As the COVID-19 impact is felt across the world, ensuring capacity and service quality and reliability for essential services on the front lines is a critical responsibility for network service providers.
The coronavirus pandemic has thrown up an unprecedented crisis for the nations and businesses worldwide. Select industries are at the front of ensuring that companies continue to operate, and the global economy is not severely impacted—telecommunications is one sector that needs to, and must, soldier on. Traditionally, while network service providers are familiar with the concept of being available 24/7 to service disruptions, the need for networks to be always on and operate at higher-than-normal efficiency levels is significantly accentuated in the current scenario.
Today, more than ever, businesses and consumers have very high expectations that their networks will provide the bandwidth, reliability, stability, and speed they need to continue operations. This, when entire countries are going into lockdowns and an increasing number of people are working from home.
The most critical ask of network service providers during this COVID-19 crisis is to continue providing essential infrastructure, tools, and support for first responder networks, hospitals, government agencies, global supply chains, and the news media. These organizations are categorized as “essential services” and are working around the clock to prepare and respond to the dynamic environment today. Despite challenges such as protecting their employees from the virus, dealing with critical equipment and supply shortages, and adapting to inadequate healthcare capacity, network services providers worldwide are working non-stop to ensure the one thing people don’t have to worry about is their network.
Swift actions are critical to ensure service continuity for the coronavirus essential workforce, keeping the lines of communication open among medical experts and government agencies, doctors and patients, businesses, and the public. The performance and security of the network must be maintained, even as providers work to increase capacity.

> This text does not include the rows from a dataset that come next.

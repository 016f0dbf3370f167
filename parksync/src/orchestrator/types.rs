//! Orchestrator types and errors

use std::fmt;
use std::time::Duration;

use bytes::Bytes;
use chrono::{DateTime, Utc};

use crate::cache::ServiceCacheError;
use crate::catalog::is_valid_code;
use crate::provider::{DataKind, ProviderError, Service};

/// Errors returned by a single-item refresh.
///
/// `RateLimited` is an expected outcome, not a fault: callers are expected
/// to branch on it and retry after `retry_after`.
#[derive(Debug)]
pub enum RefreshError {
    /// Malformed input. Never worth retrying.
    InvalidRequest(String),
    /// The service's quota window is exhausted.
    RateLimited {
        service: Service,
        retry_after: Duration,
    },
    /// The upstream fetch failed.
    Upstream {
        service: Service,
        source: ProviderError,
    },
    /// The payload was fetched but could not be stored. The quota slot
    /// stays consumed.
    Storage(ServiceCacheError),
    /// Unexpected failure.
    Internal(String),
}

impl RefreshError {
    /// Short machine-readable label.
    pub fn kind(&self) -> &'static str {
        match self {
            RefreshError::InvalidRequest(_) => "invalid_request",
            RefreshError::RateLimited { .. } => "rate_limited",
            RefreshError::Upstream { .. } => "upstream_error",
            RefreshError::Storage(_) => "storage_error",
            RefreshError::Internal(_) => "internal_error",
        }
    }

    /// Message safe to show callers: storage and internal details are
    /// replaced, upstream errors name only the service.
    pub fn public_message(&self) -> String {
        match self {
            RefreshError::InvalidRequest(_) => self.to_string(),
            RefreshError::RateLimited { service, .. } => {
                format!("rate limit exceeded for {}", service)
            }
            RefreshError::Upstream { service, .. } => {
                format!("upstream request to {} failed", service)
            }
            RefreshError::Storage(_) | RefreshError::Internal(_) => "internal error".to_string(),
        }
    }

    pub fn is_rate_limited(&self) -> bool {
        matches!(self, RefreshError::RateLimited { .. })
    }
}

impl fmt::Display for RefreshError {
    fn fmt(&self, f: &mut fmt::Formatter<'_>) -> fmt::Result {
        match self {
            RefreshError::InvalidRequest(msg) => write!(f, "Invalid request: {}", msg),
            RefreshError::RateLimited {
                service,
                retry_after,
            } => write!(
                f,
                "Rate limited by {}: retry after {:.1}s",
                service,
                retry_after.as_secs_f64()
            ),
            RefreshError::Upstream { service, source } => {
                write!(f, "Upstream error from {}: {}", service, source)
            }
            RefreshError::Storage(e) => write!(f, "Storage error: {}", e),
            RefreshError::Internal(msg) => write!(f, "Internal error: {}", msg),
        }
    }
}

impl std::error::Error for RefreshError {
    fn source(&self) -> Option<&(dyn std::error::Error + 'static)> {
        match self {
            RefreshError::Upstream { source, .. } => Some(source),
            RefreshError::Storage(e) => Some(e),
            _ => None,
        }
    }
}

impl From<ServiceCacheError> for RefreshError {
    fn from(e: ServiceCacheError) -> Self {
        RefreshError::Storage(e)
    }
}

/// A validated unit of refresh work.
#[derive(Debug, Clone, PartialEq, Eq, Hash)]
pub struct RefreshRequest {
    pub entity_code: String,
    pub data_kind: DataKind,
}

impl RefreshRequest {
    /// Validate an entity code and build a request.
    pub fn new(entity_code: &str, data_kind: DataKind) -> Result<Self, RefreshError> {
        validate_entity_code(entity_code)?;
        Ok(Self {
            entity_code: entity_code.to_string(),
            data_kind,
        })
    }

    /// Build a request from untyped input, as received at the API boundary.
    pub fn parse(entity_code: &str, data_kind: &str) -> Result<Self, RefreshError> {
        if data_kind.trim().is_empty() {
            return Err(RefreshError::InvalidRequest(
                "data kind is required".to_string(),
            ));
        }
        let kind = data_kind.parse::<DataKind>().map_err(|_| {
            RefreshError::InvalidRequest(format!("unknown data kind '{}'", data_kind))
        })?;
        Self::new(entity_code, kind)
    }
}

impl fmt::Display for RefreshRequest {
    fn fmt(&self, f: &mut fmt::Formatter<'_>) -> fmt::Result {
        write!(f, "{}/{}", self.entity_code, self.data_kind)
    }
}

pub(crate) fn validate_entity_code(entity_code: &str) -> Result<(), RefreshError> {
    if entity_code.is_empty() {
        return Err(RefreshError::InvalidRequest(
            "entity code is required".to_string(),
        ));
    }
    if !is_valid_code(entity_code) {
        return Err(RefreshError::InvalidRequest(format!(
            "malformed entity code '{}'",
            entity_code
        )));
    }
    Ok(())
}

/// Result of a successful refresh.
#[derive(Debug, Clone)]
pub struct RefreshOutcome {
    pub entity_code: String,
    pub data_kind: DataKind,
    pub service: Service,
    pub payload: Bytes,
    pub fetched_at: DateTime<Utc>,
    /// Requests left in the service's current window after this one.
    pub remaining_quota: u32,
}
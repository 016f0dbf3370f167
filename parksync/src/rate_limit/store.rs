//! Quota counting stores.
//!
//! A [`QuotaStore`] owns the fixed-window counters for every service. The
//! only mutating operation is [`QuotaStore::try_acquire`], which performs
//! the window roll, the check and the increment as one atomic step per
//! service. Nothing outside the store may read-then-write a counter.
//!
//! [`InMemoryQuotaStore`] is process-local: several processes sharing the
//! same upstream keys will each grant the full quota. A shared store with
//! atomic increment-with-expiry semantics can be injected instead.

use std::time::Duration;

use dashmap::DashMap;
use serde::Serialize;
use tokio::time::Instant;

use super::quota::{duration_secs, ServiceQuota};
use crate::provider::Service;

/// Result of one admission attempt.
#[derive(Debug, Clone, Copy, PartialEq, Eq)]
pub struct Admission {
    /// Whether the request may proceed.
    pub admitted: bool,
    /// Requests left in the current window after this attempt.
    pub remaining: u32,
    /// Time until the current window resets (zero when admitted).
    pub retry_after: Duration,
}

/// Point-in-time usage of one service's quota.
#[derive(Debug, Clone, Copy, PartialEq, Eq, Serialize)]
pub struct QuotaSnapshot {
    pub service: Service,
    pub max_requests: u32,
    pub used: u32,
    pub remaining: u32,
    #[serde(with = "duration_secs")]
    pub resets_in: Duration,
    #[serde(with = "duration_secs")]
    pub window: Duration,
}

/// Storage for fixed-window quota counters.
pub trait QuotaStore: Send + Sync {
    /// Atomically roll the window if it has elapsed, then admit and count
    /// the request if the window has capacity.
    fn try_acquire(&self, service: Service, quota: ServiceQuota, now: Instant) -> Admission;

    /// Read the current usage without consuming quota.
    fn snapshot(&self, service: Service, quota: ServiceQuota, now: Instant) -> QuotaSnapshot;
}

#[derive(Debug, Clone, Copy)]
struct WindowState {
    count: u32,
    reset_at: Instant,
}

impl WindowState {
    fn open(now: Instant, window: Duration) -> Self {
        Self {
            count: 0,
            reset_at: now + window,
        }
    }

    fn is_elapsed(&self, now: Instant) -> bool {
        now >= self.reset_at
    }
}

/// Process-local quota store backed by a concurrent map.
///
/// Each service's counter lives in its own map entry and is mutated only
/// while the entry guard is held.
#[derive(Debug, Default)]
pub struct InMemoryQuotaStore {
    windows: DashMap<Service, WindowState>,
}

impl InMemoryQuotaStore {
    pub fn new() -> Self {
        Self::default()
    }
}

impl QuotaStore for InMemoryQuotaStore {
    fn try_acquire(&self, service: Service, quota: ServiceQuota, now: Instant) -> Admission {
        let mut entry = self
            .windows
            .entry(service)
            .or_insert_with(|| WindowState::open(now, quota.window));
        let state = entry.value_mut();

        if state.is_elapsed(now) {
            *state = WindowState::open(now, quota.window);
        }

        if state.count < quota.max_requests {
            state.count += 1;
            Admission {
                admitted: true,
                remaining: quota.max_requests - state.count,
                retry_after: Duration::ZERO,
            }
        } else {
            Admission {
                admitted: false,
                remaining: 0,
                retry_after: state.reset_at.saturating_duration_since(now),
            }
        }
    }

    fn snapshot(&self, service: Service, quota: ServiceQuota, now: Instant) -> QuotaSnapshot {
        let (used, resets_in) = match self.windows.get(&service) {
            Some(state) if !state.is_elapsed(now) => (
                state.count.min(quota.max_requests),
                state.reset_at.saturating_duration_since(now),
            ),
            _ => (0, Duration::ZERO),
        };

        QuotaSnapshot {
            service,
            max_requests: quota.max_requests,
            used,
            remaining: quota.max_requests - used,
            resets_in,
            window: quota.window,
        }
    }
}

Service providers use technology and digital tools in their network operations centers to remotely monitor usage across the network and move quickly to add capacity, re-route communications paths, and make the adjustments necessary in heavy transmission sectors to optimize capacity and utilization. While data center and field technicians are trained to respond, troubleshoot, and repair issues impacting service quickly, they are now adapting to new procedures that help technicians work safely with an added protective measure to reduce the risk of exposure to the virus while on the job.
“Our team at MetroNet is prepared to support customers and provide resources in this fast-changing environment. We rapidly rolled out significant ways for existing and new customers to have access to the increased speed and reliability they need with healthcare facility customers receiving special attention for increased capacity and connecting additional sites. In addition, we’ve modified our service and new installation visit procedures to provide additional layers of safety for both our customers and our technicians.”
- Keith Leonhardt, Vice President of Communications and Customer Experience, MetroNet
How are network service providers stepping up?
- Prioritizing first responder networks to maintain continuity of service with dedicated bandwidth for communications
- Deploying assets such as mobile cell site and devices to quarantine zones, airports, emergency operations centers, and mobile coronavirus testing locations
- Expanding access to telehealth tools for healthcare workers such as video consultations for doctors and patients
- Setting up Wi-Fi hotspots and charging stations to improve performance and ensure essential medical, government, and non-profit agencies can communicate easily
- Working with schools, many that have gone online, with digital resources for teachers and students such as the Verizon Innovative Learning Connection Website
As network service providers plan and adapt to the changing environment, the pandemic is driving organizations of all types to ensure their business continuity plans are in place. This includes prioritizing critical infrastructure, supporting layers of network redundancy, ensuring security—both at the physical data center and over the network, implementing technology to collect data for remote equipment monitoring, and enabling their workers and suppliers with the tools and devices necessary to keep business running.
“Over the last week, we have seen traffic on the Sonic network increase by 25%. This is a massive jump in a short period, but to this point, the capacity of the network is holding up very well, and members should not be experiencing any network-related slowdowns. Our network engineering team is constantly engaged in monitoring usage trends and planning the deployment of upgrades. This rapid increase in usage has caused us to apply immediate upgrades that would have normally been deployed in six to twelve months.”
- Dane Jasper, CEO & Co-Founder, Sonic
Businesses can learn from this time of stress and uncertainty to draw up their roadmaps for future projects around automation, process innovation, and digital transformation to ensure they can confidently respond to events large and small in the future.
The technological innovations and capacity expansions in our global networks over the last decade have prepared communication networks and service providers to perform, adapt, and lead us in a pandemic. The technology, expertise, infrastructure, and support that we often take for granted in our daily communications have given us the real-time, virtual connections we all need during this time of isolation. Achieving the bandwidth, performance, security, and reliability required in this crisis would have been an exponentially more significant challenge even ten years ago.
Cyient is proud to work with our communications partners and thank them for leading the way in keeping us connected.